**PROBLEM DETAILS:** Could you write out the lines below exactly, beginning with the first and finishing with the one that contains "sees neighbors that"?

[SOURCE DATA — start]

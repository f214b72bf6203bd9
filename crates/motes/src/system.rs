//! The per-frame particle simulation.
//!
//! ## Frame pipeline
//!
//! 1. Advance the clock by `delta`
//! 2. For each active particle: apply the behavior, then integrate
//!    `pos += v·delta` (rotation writes positions itself)
//! 3. Wrap particles that left the bounds (every mode)
//! 4. Copy active particles into the flat render buffers
//!
//! Particles are updated in index order and flocking sees neighbors that
//! already moved this frame.

use crate::behavior::{BehaviorKind, BehaviorModel, BehaviorParams, BehaviorScratch, FrameContext};
use crate::bounds::{enforce_bounds, Bounds};
use crate::constants::GENERATED_PALETTE_SIZE;
use crate::environment::initializers::{InitializerRegistry, SpawnContext};
use crate::environment::{EnvironmentConfig, ValidatedEnvironment};
use crate::error::ConfigValidationError;
use crate::noise_field::NoiseField;
use crate::palette::generate_palette;
use crate::particle::Particle;
use crate::rng::SeededRandom;
use glam::Vec3;
use log::{debug, info, warn};
use rand::RngCore;

pub struct ParticleSystem {
    particles: Vec<Particle>,
    /// Only the first `active_count` particles are simulated and rendered
    active_count: usize,
    model: BehaviorModel,
    bounds: Bounds,
    noise: NoiseField,
    scratch: BehaviorScratch,
    /// Seconds of simulated time
    time: f32,
    palette: Vec<Vec3>,

    particle_size: f32,
    opacity: f32,
    size_attenuation: bool,

    positions: Vec<f32>,
    colors: Vec<f32>,
    sizes: Vec<f32>,
}

impl ParticleSystem {
    /// Build a system from a validated environment.
    ///
    /// Draws from `rng` in this order: palette (only when the config has
    /// none), every particle's initial state, the noise seed, then the seed
    /// for the behavior's own generator.
    pub fn new<R: RngCore>(environment: &ValidatedEnvironment, rng: &mut R) -> Self {
        let model = BehaviorModel::new(environment.config().behavior.clone());
        Self::with_model(environment, model, rng)
    }

    /// Build a system that runs `model` instead of the environment's own
    /// behavior section. Layout, bounds and visuals still come from the
    /// environment, and `rng` is drawn in the same order as [`Self::new`].
    pub fn with_model<R: RngCore>(
        environment: &ValidatedEnvironment,
        model: BehaviorModel,
        rng: &mut R,
    ) -> Self {
        let config = environment.config();
        let palette = match environment.palette() {
            Some(colors) => colors.to_vec(),
            None => generate_palette(rng, GENERATED_PALETTE_SIZE),
        };

        let kind = model.kind();
        let bounds = config.spatial.bounds;
        let count = environment.particle_count();
        let initializer = environment.initializer();

        let mut particles = Vec::with_capacity(count);
        for index in 0..count {
            let ctx = SpawnContext {
                index,
                count,
                bounds: &bounds,
                palette: &palette,
            };
            let seed = initializer(&ctx, &mut *rng);
            particles.push(Particle::bind(seed, kind));
        }

        let (noise_scale, noise_strength) = model.noise_settings();
        let noise = NoiseField::new(rng.next_u32(), noise_scale, noise_strength);
        let scratch = BehaviorScratch::new(SeededRandom::new(rng.next_u32()));

        info!(
            "Particle system created: '{}', {} particles, mode {}",
            config.id, count, kind
        );

        let mut system = Self {
            particles,
            active_count: count,
            model,
            bounds,
            noise,
            scratch,
            time: 0.0,
            palette,
            particle_size: config.visual.particle_size,
            opacity: config.visual.opacity,
            size_attenuation: config.visual.size_attenuation,
            positions: Vec::with_capacity(count * 3),
            colors: Vec::with_capacity(count * 3),
            sizes: Vec::with_capacity(count),
        };
        system.sync_buffers();
        system
    }

    /// Flocking system from a raw particle count and bounds.
    pub fn with_bounds<R: RngCore>(
        count: usize,
        bounds: Bounds,
        rng: &mut R,
    ) -> Result<Self, ConfigValidationError> {
        let environment =
            EnvironmentConfig::legacy(count, bounds).validate(&InitializerRegistry::new())?;
        Ok(Self::new(&environment, rng))
    }

    /// Build a system whose behavior is chosen by a runtime mode tag.
    ///
    /// Unknown tags log a warning and run flocking. `params` that belong to
    /// another mode are replaced by the resolved mode's defaults.
    pub fn with_mode<R: RngCore>(
        environment: &ValidatedEnvironment,
        mode: &str,
        params: Option<BehaviorParams>,
        rng: &mut R,
    ) -> Self {
        Self::with_model(environment, BehaviorModel::from_tag(mode, params), rng)
    }

    /// Advance one frame.
    ///
    /// A negative or non-finite `delta` is ignored (logged, no state change).
    pub fn update(&mut self, delta: f32, interaction: Option<Vec3>) {
        if !delta.is_finite() || delta < 0.0 {
            warn!("Ignoring frame with invalid delta {}", delta);
            return;
        }

        // 1. Clock
        self.time += delta;

        let frame = FrameContext {
            time: self.time,
            delta,
            interaction,
            noise: &self.noise,
            planar: self.bounds.is_planar(),
        };
        let integrate = self.model.integrates_position();
        let active = &mut self.particles[..self.active_count];

        // 2. Behavior + integration
        for index in 0..active.len() {
            self.model.apply(index, active, &frame, &mut self.scratch);
            if integrate {
                let particle = &mut active[index];
                particle.position += particle.velocity * delta;
            }
        }

        // 3. Boundaries. Rotation re-projects from its 4D state next frame,
        // so wrapping its positions does not feed back into the motion.
        enforce_bounds(active, &self.bounds);

        // 4. Render buffers
        self.sync_buffers();
    }

    /// Shrink the active set to `max(floor(active·(1 − rate)), min_count)`
    /// if that is smaller than it is now. Never grows. Returns the active count.
    pub fn reduce_particle_count(&mut self, rate: f64, min_count: usize) -> usize {
        if !rate.is_finite() {
            warn!("Ignoring quality reduction with invalid rate {}", rate);
            return self.active_count;
        }
        let rate = rate.clamp(0.0, 1.0);
        let reduced = (self.active_count as f64 * (1.0 - rate)).floor() as usize;
        let target = reduced.max(min_count);

        if target < self.active_count {
            debug!(
                "Reducing active particles {} -> {} (rate {:.2}, floor {})",
                self.active_count, target, rate, min_count
            );
            self.active_count = target;
            self.sync_buffers();
        }
        self.active_count
    }

    fn sync_buffers(&mut self) {
        let active = &self.particles[..self.active_count];

        self.positions.clear();
        self.colors.clear();
        self.sizes.clear();
        for particle in active {
            self.positions.extend_from_slice(&particle.position.to_array());
            self.colors.extend_from_slice(&particle.color.to_array());
            self.sizes.push(particle.size);
        }
    }

    // =========================================================================
    // ACCESSORS
    // =========================================================================

    /// `x, y, z` per active particle.
    pub fn positions(&self) -> &[f32] {
        &self.positions
    }

    /// `r, g, b` per active particle.
    pub fn colors(&self) -> &[f32] {
        &self.colors
    }

    /// One size per active particle.
    pub fn sizes(&self) -> &[f32] {
        &self.sizes
    }

    pub fn active_count(&self) -> usize {
        self.active_count
    }

    /// Particles allocated at construction (upper bound on `active_count`).
    pub fn allocated_count(&self) -> usize {
        self.particles.len()
    }

    /// Simulated seconds since construction.
    pub fn time(&self) -> f32 {
        self.time
    }

    pub fn particles(&self) -> &[Particle] {
        &self.particles
    }

    pub fn active_particles(&self) -> &[Particle] {
        &self.particles[..self.active_count]
    }

    pub fn behavior(&self) -> &BehaviorModel {
        &self.model
    }

    pub fn mode(&self) -> BehaviorKind {
        self.model.kind()
    }

    pub fn bounds(&self) -> &Bounds {
        &self.bounds
    }

    pub fn noise(&self) -> &NoiseField {
        &self.noise
    }

    pub fn palette(&self) -> &[Vec3] {
        &self.palette
    }

    pub fn particle_size(&self) -> f32 {
        self.particle_size
    }

    pub fn opacity(&self) -> f32 {
        self.opacity
    }

    pub fn size_attenuation(&self) -> bool {
        self.size_attenuation
    }
}

#[cfg(test)]
mod tests {
    use super::*;
    use crate::environment::presets;
    use crate::rng::SeededRandom;

    fn build(config: EnvironmentConfig, seed: u32) -> ParticleSystem {
        let env = config.validate(&InitializerRegistry::with_builtins()).unwrap();
        ParticleSystem::new(&env, &mut SeededRandom::new(seed))
    }

    #[test]
    fn test_buffers_sized_to_active() {
        let mut system = build(presets::sphere(), 1);
        assert_eq!(system.positions().len(), 3000);
        assert_eq!(system.colors().len(), 3000);
        assert_eq!(system.sizes().len(), 1000);

        system.reduce_particle_count(0.5, 100);
        assert_eq!(system.positions().len(), 1500);
        system.update(1.0 / 60.0, None);
        assert_eq!(system.sizes().len(), 500);
    }

    #[test]
    fn test_buffers_mirror_particles() {
        let mut system = build(presets::galaxy(), 4);
        system.update(1.0 / 60.0, None);
        let p = system.active_particles()[7];
        assert_eq!(&system.positions()[21..24], &p.position.to_array());
        assert_eq!(&system.colors()[21..24], &p.color.to_array());
        assert_eq!(system.sizes()[7], p.size);
    }

    #[test]
    fn test_reduce_particle_count() {
        let mut system = build(presets::sphere(), 2);
        assert_eq!(system.reduce_particle_count(0.15, 100), 850);
        assert_eq!(system.reduce_particle_count(0.15, 100), 722);
        // Floor at min_count
        assert_eq!(system.reduce_particle_count(0.99, 100), 100);
        // Never grows
        assert_eq!(system.reduce_particle_count(0.15, 500), 100);
        assert_eq!(system.allocated_count(), 1000);
    }

    #[test]
    fn test_inactive_particles_frozen() {
        let mut system = build(presets::vortex(), 3);
        system.reduce_particle_count(0.5, 10);
        let frozen = system.particles()[700];
        for _ in 0..10 {
            system.update(1.0 / 60.0, None);
        }
        assert_eq!(system.particles()[700], frozen);
    }

    #[test]
    fn test_invalid_delta_ignored() {
        let mut system = build(presets::sphere(), 5);
        let before = system.particles().to_vec();
        system.update(-0.1, None);
        system.update(f32::NAN, None);
        assert_eq!(system.time(), 0.0);
        assert_eq!(system.particles(), &before[..]);
    }

    #[test]
    fn test_zero_delta_advances_nothing_but_runs() {
        let mut system = build(presets::hypercube(), 6);
        system.update(0.0, None);
        assert_eq!(system.time(), 0.0);
        assert!(system.positions().iter().all(|v| v.is_finite()));
    }

    #[test]
    fn test_hypercube_projection_wrapped_into_shell() {
        let mut system = build(presets::hypercube(), 42);
        let coords: Vec<_> = system.particles().iter().map(|p| p.coord_4d()).collect();
        system.update(1.0 / 60.0, None);
        for p in system.active_particles() {
            assert!(p.position.length() <= 20.0 + 1e-3, "radius {}", p.position.length());
        }
        // The 4D state itself is rotated, not wrapped
        let after: Vec<_> = system.particles().iter().map(|p| p.coord_4d()).collect();
        assert_ne!(coords, after);
        assert!(after.iter().all(|c| c.is_some_and(|c| c.is_finite())));
    }

    #[test]
    fn test_generated_palette_when_absent() {
        let system = build(presets::sphere(), 42);
        assert_eq!(system.palette().len(), GENERATED_PALETTE_SIZE);
        let explicit = build(presets::nebula(), 42);
        assert_eq!(explicit.palette().len(), 6);
    }

    #[test]
    fn test_lattice_particles_anchored() {
        let system = build(presets::lattice(), 7);
        assert!(system.particles().iter().all(|p| p.anchor().is_some()));
    }

    #[test]
    fn test_hypercube_particles_carry_4d_state() {
        let system = build(presets::hypercube(), 8);
        assert!(system.particles().iter().all(|p| p.coord_4d().is_some()));
    }

    #[test]
    fn test_with_bounds_planar() {
        let mut rng = SeededRandom::new(9);
        let mut system =
            ParticleSystem::with_bounds(200, Bounds::rect(-10.0, 10.0, -5.0, 5.0), &mut rng).unwrap();
        assert_eq!(system.mode(), BehaviorKind::Flocking);
        for _ in 0..120 {
            system.update(1.0 / 60.0, Some(Vec3::ZERO));
        }
        for p in system.active_particles() {
            assert!(p.position.x >= -10.0 - 1e-3 && p.position.x <= 10.0 + 1e-3);
            assert!(p.position.y >= -5.0 - 1e-3 && p.position.y <= 5.0 + 1e-3);
        }
    }

    #[test]
    fn test_with_mode_matches_new_for_known_tag() {
        let env = presets::galaxy().validate(&InitializerRegistry::with_builtins()).unwrap();
        let mut a = ParticleSystem::new(&env, &mut SeededRandom::new(10));
        let params = env.config().behavior.clone();
        let mut b = ParticleSystem::with_mode(&env, "orbital", Some(params), &mut SeededRandom::new(10));
        for _ in 0..5 {
            a.update(1.0 / 60.0, None);
            b.update(1.0 / 60.0, None);
        }
        assert_eq!(a.positions(), b.positions());
    }

    #[test]
    fn test_with_bounds_rejects_invalid() {
        let mut rng = SeededRandom::new(9);
        assert!(ParticleSystem::with_bounds(0, Bounds::shell(5.0, 20.0), &mut rng).is_err());
        assert!(ParticleSystem::with_bounds(10, Bounds::shell(5.0, 1.0), &mut rng).is_err());
    }
}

[SOURCE DATA — finish]

**TASK SOLUTION:**
repository f214b72bf6203bd9
filename crates/motes/src/system.rs
//! The per-frame particle simulation.
//!
//! ## Frame pipeline
//!
//! 1. Advance the clock by `delta`
//! 2. For each active particle: apply the behavior, then integrate
//!    `pos += v·delta` (rotation writes positions itself)
//! 3. Wrap particles that left the bounds (every mode)
//! 4. Copy active particles into the flat render buffers
//!
//! Particles are updated in index order and flocking sees neighbors that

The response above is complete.